Когда черные тонированные стекла огромного внедорожника с мягким жужжанием закрылись и машина тронулась в путь, рыжеволосая обратилась к Леле и не без труда вырвала из ее рук икону.

– Тебе это больше не понадобится, – и сняла шляпку с вуалью. Зеленые, как у кошки, глаза встретились с блуждающим взглядом сумасшедшей, и взгляд Лели на миг прояснился.

– Ты моя фея крестная? – прошептала она. – Мы едем на бал?

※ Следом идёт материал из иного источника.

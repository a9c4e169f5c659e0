/// The test framework a project's tests are discovered and run with.
#[derive(Debug, Clone, Copy, Eq, PartialEq, Hash, Default)]
pub enum TestFramework {
    #[default]
    Pytest,
    Unittest,
}

impl TestFramework {
    #[must_use]
    pub const fn as_str(self) -> &'static str {
        match self {
            Self::Pytest => "pytest",
            Self::Unittest => "unittest",
        }
    }
}

impl std::fmt::Display for TestFramework {
    fn fmt(&self, f: &mut std::fmt::Formatter<'_>) -> std::fmt::Result {
        f.write_str(self.as_str())
    }
}

/// Per-workspace testing configuration as read from the host editor.
#[derive(Debug, Clone, Default)]
pub struct WorkspaceSettings {
    pub unittest_enabled: bool,
}

impl WorkspaceSettings {
    /// Unittest wins only when explicitly enabled; pytest is the default.
    #[must_use]
    pub const fn framework(&self) -> TestFramework {
        if self.unittest_enabled {
            TestFramework::Unittest
        } else {
            TestFramework::Pytest
        }
    }
}
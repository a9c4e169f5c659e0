use std::sync::Arc;

use switchyard::path::{SystemPath, SystemPathBuf};
use switchyard::{
    NullEnvironmentProvider, ProjectRegistry, StaticSettings, TestItem,
    group_test_items_by_project,
};
use switchyard_test::{MockEnvironmentProvider, StubAdapterFactory};

fn registry(provider: MockEnvironmentProvider) -> ProjectRegistry {
    ProjectRegistry::new(
        Arc::new(provider),
        Arc::new(StaticSettings::default()),
        Arc::new(StubAdapterFactory),
    )
}

#[tokio::test]
async fn discovered_nested_projects_route_to_the_most_specific_root() {
    // Same workspace described in both discovery orders; routing must not
    // care which project the provider reported first.
    let providers = [
        MockEnvironmentProvider::available()
            .with_project("parent", "/ws/parent")
            .with_project("child", "/ws/parent/child"),
        MockEnvironmentProvider::available()
            .with_project("child", "/ws/parent/child")
            .with_project("parent", "/ws/parent"),
    ];

    for provider in providers {
        let mut registry = registry(provider);
        let projects = registry
            .discover_and_register_projects(SystemPath::new("/ws"))
            .await;
        registry.configure_nested_project_ignores(SystemPath::new("/ws"));

        let item = TestItem::leaf(
            "test_y",
            Some(SystemPathBuf::from("/ws/parent/child/tests/test_x.py")),
        );
        let groups =
            group_test_items_by_project(&[item], &projects, &NullEnvironmentProvider).await;

        assert_eq!(groups.len(), 1);
        let group = groups.values().next().unwrap();
        assert_eq!(group.project.project().root().as_str(), "/ws/parent/child");
    }
}

#[tokio::test]
async fn parent_project_learns_to_ignore_its_nested_child() {
    let provider = MockEnvironmentProvider::available()
        .with_project("parent", "/ws/parent")
        .with_project("child", "/ws/parent/child");
    let mut registry = registry(provider);

    registry
        .discover_and_register_projects(SystemPath::new("/ws"))
        .await;
    registry.configure_nested_project_ignores(SystemPath::new("/ws"));

    let parent = registry
        .get_projects_array(SystemPath::new("/ws"))
        .into_iter()
        .find(|adapter| adapter.project().root().as_str() == "/ws/parent")
        .unwrap();

    assert_eq!(
        parent.nested_ignores(),
        vec![SystemPathBuf::from("/ws/parent/child")]
    );
}

#[tokio::test]
async fn items_from_a_foreign_workspace_fall_out_of_the_run() {
    let provider = MockEnvironmentProvider::available().with_project("app", "/ws/app");
    let mut registry = registry(provider);
    let projects = registry
        .discover_and_register_projects(SystemPath::new("/ws"))
        .await;

    let items = vec![
        TestItem::leaf("kept", Some(SystemPathBuf::from("/ws/app/test_a.py"))),
        TestItem::leaf("dropped", Some(SystemPathBuf::from("/elsewhere/test_b.py"))),
    ];
    let groups = group_test_items_by_project(&items, &projects, &NullEnvironmentProvider).await;

    assert_eq!(groups.len(), 1);
    assert_eq!(groups.values().next().unwrap().items[0].id(), "kept");
}
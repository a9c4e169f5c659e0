//! Parallel execution coordinator: fans one test-run request out across
//! its owning projects, isolating failures and cancellation per project,
//! and correlates parallel debug sessions with their termination events.

mod debug;
mod execution;

pub use debug::SessionDebugLauncher;
pub use execution::{ExecutionDependencies, execute_tests_for_projects, test_case_nodes};
use std::sync::{Arc, Mutex};

use anyhow::{Result, anyhow};
use async_trait::async_trait;

use switchyard_host::{
    AdapterFactory, DebugConfig, DebugLauncher, DiscoveryAdapter, ExecutionAdapter, ProcessFactory,
    ProfileKind, TestRunSink,
};
use switchyard_project::path::{SystemPath, SystemPathBuf};
use switchyard_project::{Project, ProjectId, PythonEnvironment, TestFramework};
use switchyard_registry::ProjectAdapter;
use tokio_util::sync::CancellationToken;

/// One recorded `run_tests` invocation.
#[derive(Debug, Clone)]
pub struct ExecutionCall {
    pub root: SystemPathBuf,
    pub run_ids: Vec<String>,
    pub profile_kind: ProfileKind,
    pub project_id: ProjectId,
    pub interpreter_hint: Option<PythonEnvironment>,
}

/// Execution adapter that records every call; optionally fails each one.
#[derive(Default)]
pub struct RecordingExecutionAdapter {
    calls: Mutex<Vec<ExecutionCall>>,
    fail: bool,
}

impl RecordingExecutionAdapter {
    #[must_use]
    pub fn new() -> Arc<Self> {
        Arc::new(Self::default())
    }

    #[must_use]
    pub fn failing() -> Arc<Self> {
        Arc::new(Self {
            calls: Mutex::new(Vec::new()),
            fail: true,
        })
    }

    #[must_use]
    pub fn calls(&self) -> Vec<ExecutionCall> {
        self.calls.lock().unwrap().clone()
    }
}

#[async_trait]
impl ExecutionAdapter for RecordingExecutionAdapter {
    async fn run_tests(
        &self,
        root: &SystemPath,
        run_ids: &[String],
        profile_kind: ProfileKind,
        _sink: Arc<dyn TestRunSink>,
        _processes: Arc<dyn ProcessFactory>,
        _debug_launcher: Arc<dyn DebugLauncher>,
        interpreter_hint: Option<&PythonEnvironment>,
        project: &Project,
    ) -> Result<()> {
        self.calls.lock().unwrap().push(ExecutionCall {
            root: root.to_path_buf(),
            run_ids: run_ids.to_vec(),
            profile_kind,
            project_id: project.id().clone(),
            interpreter_hint: interpreter_hint.cloned(),
        });
        if self.fail {
            return Err(anyhow!("test runner exploded"));
        }
        Ok(())
    }
}

/// Discovery adapter that does nothing.
#[derive(Debug, Default, Clone, Copy)]
pub struct NoopDiscoveryAdapter;

#[async_trait]
impl DiscoveryAdapter for NoopDiscoveryAdapter {
    async fn discover_tests(&self, _project: &Project) -> Result<()> {
        Ok(())
    }
}

/// Process factory that pretends every process exits cleanly.
#[derive(Debug, Default, Clone, Copy)]
pub struct NoopProcessFactory;

#[async_trait]
impl ProcessFactory for NoopProcessFactory {
    async fn run(&self, _program: &SystemPath, _args: &[String], _cwd: &SystemPath) -> Result<i32> {
        Ok(0)
    }
}

/// One recorded process spawn.
#[derive(Debug, Clone)]
pub struct SpawnedProcess {
    pub program: SystemPathBuf,
    pub args: Vec<String>,
    pub cwd: SystemPathBuf,
}

/// Process factory that records every spawn and reports exit code 0.
#[derive(Default)]
pub struct RecordingProcessFactory {
    spawned: Mutex<Vec<SpawnedProcess>>,
}

impl RecordingProcessFactory {
    #[must_use]
    pub fn new() -> Self {
        Self::default()
    }

    #[must_use]
    pub fn spawned(&self) -> Vec<SpawnedProcess> {
        self.spawned.lock().unwrap().clone()
    }
}

#[async_trait]
impl ProcessFactory for RecordingProcessFactory {
    async fn run(&self, program: &SystemPath, args: &[String], cwd: &SystemPath) -> Result<i32> {
        self.spawned.lock().unwrap().push(SpawnedProcess {
            program: program.to_path_buf(),
            args: args.to_vec(),
            cwd: cwd.to_path_buf(),
        });
        Ok(0)
    }
}

/// Debug launcher that resolves immediately.
#[derive(Debug, Default, Clone, Copy)]
pub struct NoopDebugLauncher;

#[async_trait]
impl DebugLauncher for NoopDebugLauncher {
    async fn launch(&self, _config: DebugConfig, _token: &CancellationToken) -> Result<()> {
        Ok(())
    }
}

/// Factory handing every project a fresh pair of no-op adapters.
#[derive(Debug, Default, Clone, Copy)]
pub struct StubAdapterFactory;

impl AdapterFactory for StubAdapterFactory {
    fn create_adapters(
        &self,
        _framework: TestFramework,
    ) -> (Arc<dyn DiscoveryAdapter>, Arc<dyn ExecutionAdapter>) {
        (
            Arc::new(NoopDiscoveryAdapter),
            RecordingExecutionAdapter::new(),
        )
    }
}

/// Factory that keeps a handle on every execution adapter it creates, so
/// tests can assert on calls made against registry-built projects.
#[derive(Default)]
pub struct RecordingAdapterFactory {
    created: Mutex<Vec<Arc<RecordingExecutionAdapter>>>,
}

impl RecordingAdapterFactory {
    #[must_use]
    pub fn new() -> Self {
        Self::default()
    }

    /// Execution adapters in creation order (= registration order).
    #[must_use]
    pub fn created(&self) -> Vec<Arc<RecordingExecutionAdapter>> {
        self.created.lock().unwrap().clone()
    }

    /// Every call recorded across all created adapters.
    #[must_use]
    pub fn all_calls(&self) -> Vec<ExecutionCall> {
        self.created()
            .iter()
            .flat_map(|adapter| adapter.calls())
            .collect()
    }
}

impl AdapterFactory for RecordingAdapterFactory {
    fn create_adapters(
        &self,
        _framework: TestFramework,
    ) -> (Arc<dyn DiscoveryAdapter>, Arc<dyn ExecutionAdapter>) {
        let execution = RecordingExecutionAdapter::new();
        self.created.lock().unwrap().push(Arc::clone(&execution));
        (Arc::new(NoopDiscoveryAdapter), execution)
    }
}

/// Builds a project rooted at `root` for unit tests.
#[must_use]
pub fn test_project(root: &str, workspace: &str) -> Project {
    let root = SystemPathBuf::from(root);
    let name = root.file_name().unwrap_or("project").to_string();
    Project::new(
        name,
        root,
        SystemPathBuf::from(workspace),
        PythonEnvironment::placeholder(),
        TestFramework::Pytest,
    )
}

/// Builds a project adapter around an execution adapter of the test's
/// choosing.
#[must_use]
pub fn test_project_adapter(
    root: &str,
    workspace: &str,
    execution: Arc<dyn ExecutionAdapter>,
) -> Arc<ProjectAdapter> {
    Arc::new(ProjectAdapter::new(
        test_project(root, workspace),
        Arc::new(NoopDiscoveryAdapter),
        execution,
    ))
}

– Можешь называть меня и так. Но вообще я – Эвридика, и бал у нас будет там, куда ты давно рвалась попасть.

С этими словами рыжеволосая достала из сумочки платок с вышитой на нем дамой треф, и капнула на него несколько приторно пахнущих капель из пузырька.

– А теперь – сладких снов, дорогая. Твои страдания теперь в прошлом.

И с силой прижала платок к носу Лели. Леля не сопротивлялась: она обмякла, словно тряпичная кукла, и опустила голову на колени Эвридики. После чего ее тело стало стремительно уменьшаться в размерах и объеме, пока наконец окончательно не превратилось в маленькую картонную карту – даму червей, которая тут же исчезла в кожаном футляре на дне сумочки рыжеволосой.